UN Special Rapporteur Calls For Ending Sanctions On Qatar

UN Special Rapporteur Alena Douhan on Thursday, November 12th called for the Saudi-led coalition of Arab states to end their years-long blockade and sanctions program targeting Qatar. A statement released by the United Nations Human Rights High Commissioner announced that Douhan observed in a two-week trip to the country that “sanctions had harmed the ability of Qataris to enjoy a number of fundamental rights and freedoms.” Douhan serves as the UN’s Special Rapporteur on unilateral coercive measures and human rights.

Her report comes as sanctions abruptly imposed by Saudi Arabia along with Bahrain, Egypt and the United Arab Emirates have remained in place for three and a half years. According to the Washington Post, the four countries cut ties with Qatar over alleged support for terrorist groups including Hezbollah in Lebanon and Hamas in Gaza in addition to the government of Iran. Qatar’s connections to President Recep Tayyip Erdogan’s government in Turkey and support for Muslim Brotherhood political activity in the region further gave rise to the coordinated diplomatic move. The countries closed all land, air, and sea borders while also ceasing all trade. Qatar immediately rejected the thirteen demands made, leading to the subsequent stalemate which has prevailed since.

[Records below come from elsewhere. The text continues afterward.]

//! Sample sinks
//!
//! The worker hands every processed chunk to a [`SampleSink`]: one block per
//! FIFO stream, all blocks the same length. Sinks run on the worker thread
//! and must not block for long.

use std::fs::File;
use std::io::{self, BufWriter, Write};
use std::path::{Path, PathBuf};

use crossbeam::channel::{self, Receiver, Sender, TrySendError};
use serde::{Deserialize, Serialize};

use crate::types::{as_interleaved, IqSample};

/// Destination for processed sample blocks
pub trait SampleSink: Send {
    /// Take one chunk: `blocks[stream]` holds that stream's samples
    fn consume(&mut self, blocks: &[Vec<IqSample>]);

    /// Human-readable name for logging
    fn name(&self) -> &str;

    /// Push out anything buffered
    fn flush(&mut self) -> io::Result<()> {
        Ok(())
    }
}

/// Discards samples, keeping a count
#[derive(Debug, Default)]
pub struct NullSink {
    consumed: u64,
}

impl NullSink {
    pub fn new() -> Self {
        Self::default()
    }

    /// Samples per stream seen so far
    pub fn consumed(&self) -> u64 {
        self.consumed
    }
}

impl SampleSink for NullSink {
    fn consume(&mut self, blocks: &[Vec<IqSample>]) {
        if let Some(first) = blocks.first() {
            self.consumed += first.len() as u64;
        }
    }

    fn name(&self) -> &str {
        "null"
    }
}

/// Forwards chunks to another thread over a bounded channel
///
/// A lagging consumer loses chunks rather than stalling the worker.
pub struct ChannelSink {
    tx: Sender<Vec<Vec<IqSample>>>,
    dropped: u64,
}

impl ChannelSink {
    /// Create the sink and the receiving end
    pub fn new(capacity: usize) -> (Self, Receiver<Vec<Vec<IqSample>>>) {
        let (tx, rx) = channel::bounded(capacity.max(1));
        (Self { tx, dropped: 0 }, rx)
    }

    /// Chunks lost to a full or closed channel
    pub fn dropped(&self) -> u64 {
        self.dropped
    }
}

impl SampleSink for ChannelSink {
    fn consume(&mut self, blocks: &[Vec<IqSample>]) {
        match self.tx.try_send(blocks.to_vec()) {
            Ok(()) => {}
            Err(TrySendError::Full(_)) | Err(TrySendError::Disconnected(_)) => {
                self.dropped += 1;
                if self.dropped.is_power_of_two() {
                    log::warn!("[ChannelSink] Consumer lagging, {} chunks dropped", self.dropped);
                }
            }
        }
    }

    fn name(&self) -> &str {
        "channel"
    }
}

/// Writes stream 0 to a file as interleaved little-endian f32 I/Q
///
/// The first write error is logged and the sink stops writing.
pub struct RawFileSink {
    path: PathBuf,
    writer: Option<BufWriter<File>>,
    written: u64,
}

impl RawFileSink {
    pub fn create(path: &Path) -> io::Result<Self> {
        let file = File::create(path)?;
        log::info!("[RawFileSink] Writing I/Q to {:?}", path);
        Ok(Self {
            path: path.to_path_buf(),
            writer: Some(BufWriter::new(file)),
            written: 0,
        })
    }

    /// Samples written so far
    pub fn written(&self) -> u64 {
        self.written
    }

    pub fn path(&self) -> &Path {
        &self.path
    }
}

impl SampleSink for RawFileSink {
    fn consume(&mut self, blocks: &[Vec<IqSample>]) {
        let (Some(writer), Some(block)) = (self.writer.as_mut(), blocks.first()) else {
            return;
        };
        // f32 is stored in native order; only little-endian hosts match the format
        let bytes: &[u8] = bytemuck::cast_slice(as_interleaved(block));
        if let Err(e) = writer.write_all(bytes) {
            log::error!("[RawFileSink] Write to {:?} failed, sink disabled: {}", self.path, e);
            self.writer = None;
            return;
        }
        self.written += block.len() as u64;
    }

    fn name(&self) -> &str {
        "raw-file"
    }

    fn flush(&mut self) -> io::Result<()> {
        match self.writer.as_mut() {
            Some(writer) => writer.flush(),
            None => Ok(()),
        }
    }
}

impl Drop for RawFileSink {
    fn drop(&mut self) {
        if let Err(e) = self.flush() {
            log::warn!("[RawFileSink] Final flush of {:?} failed: {}", self.path, e);
        }
    }
}

/// Sink selection in config files
#[derive(Debug, Clone, PartialEq, Default, Serialize, Deserialize)]
#[serde(tag = "kind", rename_all = "snake_case")]
pub enum SinkKind {
    #[default]
    Null,
    RawFile { path: PathBuf },
}

impl SinkKind {
    pub fn build(&self) -> io::Result<Box<dyn SampleSink>> {
        Ok(match self {
            SinkKind::Null => Box::new(NullSink::new()),
            SinkKind::RawFile { path } => Box::new(RawFileSink::create(path)?),
        })
    }
}

#[cfg(test)]
mod tests {
    use super::*;

    fn chunk(len: usize) -> Vec<Vec<IqSample>> {
        vec![(0..len).map(|n| IqSample::new(n as f32, -(n as f32))).collect()]
    }

    #[test]
    fn test_null_sink_counts() {
        let mut sink = NullSink::new();
        sink.consume(&chunk(10));
        sink.consume(&chunk(5));
        sink.consume(&[]);
        assert_eq!(sink.consumed(), 15);
    }

    #[test]
    fn test_channel_sink_drops_when_full() {
        let (mut sink, rx) = ChannelSink::new(2);
        for _ in 0..5 {
            sink.consume(&chunk(4));
        }
        assert_eq!(sink.dropped(), 3);
        assert_eq!(rx.try_iter().count(), 2);

        sink.consume(&chunk(4));
        assert_eq!(rx.recv().unwrap()[0].len(), 4);
    }

    #[test]
    fn test_raw_file_sink_writes_interleaved_f32() {
        let dir = tempfile::tempdir().unwrap();
        let path = dir.path().join("out.iq");
        {
            let mut sink = RawFileSink::create(&path).unwrap();
            sink.consume(&chunk(3));
            assert_eq!(sink.written(), 3);
        }

        let bytes = std::fs::read(&path).unwrap();
        assert_eq!(bytes.len(), 3 * 2 * 4);
        let values: Vec<f32> = bytes
            .chunks_exact(4)
            .map(|b| f32::from_le_bytes([b[0], b[1], b[2], b[3]]))
            .collect();
        assert_eq!(values, vec![0.0, -0.0, 1.0, -1.0, 2.0, -2.0]);
    }

    #[test]
    fn test_sink_kind_from_yaml() {
        let kind: SinkKind = serde_yaml::from_str("kind: raw_file\npath: /tmp/x.iq\n").unwrap();
        assert_eq!(
            kind,
            SinkKind::RawFile {
                path: PathBuf::from("/tmp/x.iq")
            }
        );
        assert_eq!(SinkKind::default().build().unwrap().name(), "null");
    }
}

The strict sanctions regime, while abruptly cutting off Qatar from many of its external sources of goods, also forced the resource rich nation to make uncomfortable adjustments to its economy that have now shifted Qatari development in the long term. In 2018, Reuters reported that Qatar embarked on a five year development plan to shift its economy away from a historical reliance on its neighbors. This strategy has led to strange scenes such as a cow airlift carried out in June 2018 to restore the country’s milk supply and generate self-sufficiency in dairy products. However, while Qatar moved quickly to replace or establish its own sources of milk, poultry, and vegetables, the Washington Report on Middle East Affairs warns that growing domestic production in these water intensive industries strains the arid country’s scarce water resources. Without a significant investment in low water usage practices or desalination capacity, Qatar’s will continue to face a crisis of self-sufficiency in the face of continuing sanctions. The country’s vast oil reserves continue to keep the Qatari economy comfortably afloat, but the desert peninsula’s long-term viability without its neighbors is still in question.

Douhan’s report comes as recent attempts to negotiate a solution to the intra-Gulf spat have failed to produce results. According to Al Jazeera, one of the Qatari institutions targeted by the sanctions, talks held by Kuwait this past December and June between Qatar and Saudi Arabia demonstrated that both sides are eager to reach a solution, but that Qatar refuses to accept the demands of the “Quartet,” while the latter continues to hold firm. Meanwhile, the human toll of the impasse continues to rise.

Douhan’s report notes that the sanctions regime has significantly disrupted the lives of many Qatari nationals studying or working abroad, as well as those who want to complete Muslim ritual pilgrimage in Saudi Arabia. Human Rights Watch noted as early as one month after the blockade began in 2017 that isolation was “forcing a child to miss a scheduled brain surgery, interrupting education, and stranding migrant workers without food or travel.” Along with highlighting these humanitarian effects, Douhan pressed for dismissing the unilateral sanctions for lacking legal merit.

The statement from the High Commissioner’s office claims that “unilateral measures are only legal if they are authorized by the UN Security Council, or used as countermeasures, or do not breach any obligation of states, and do not violate fundamental human rights.” While Douhan will issue a full report on her Doha visit in September 2021, she continues to encourage the countries “to settle political disputes on the basis of the rule of law.”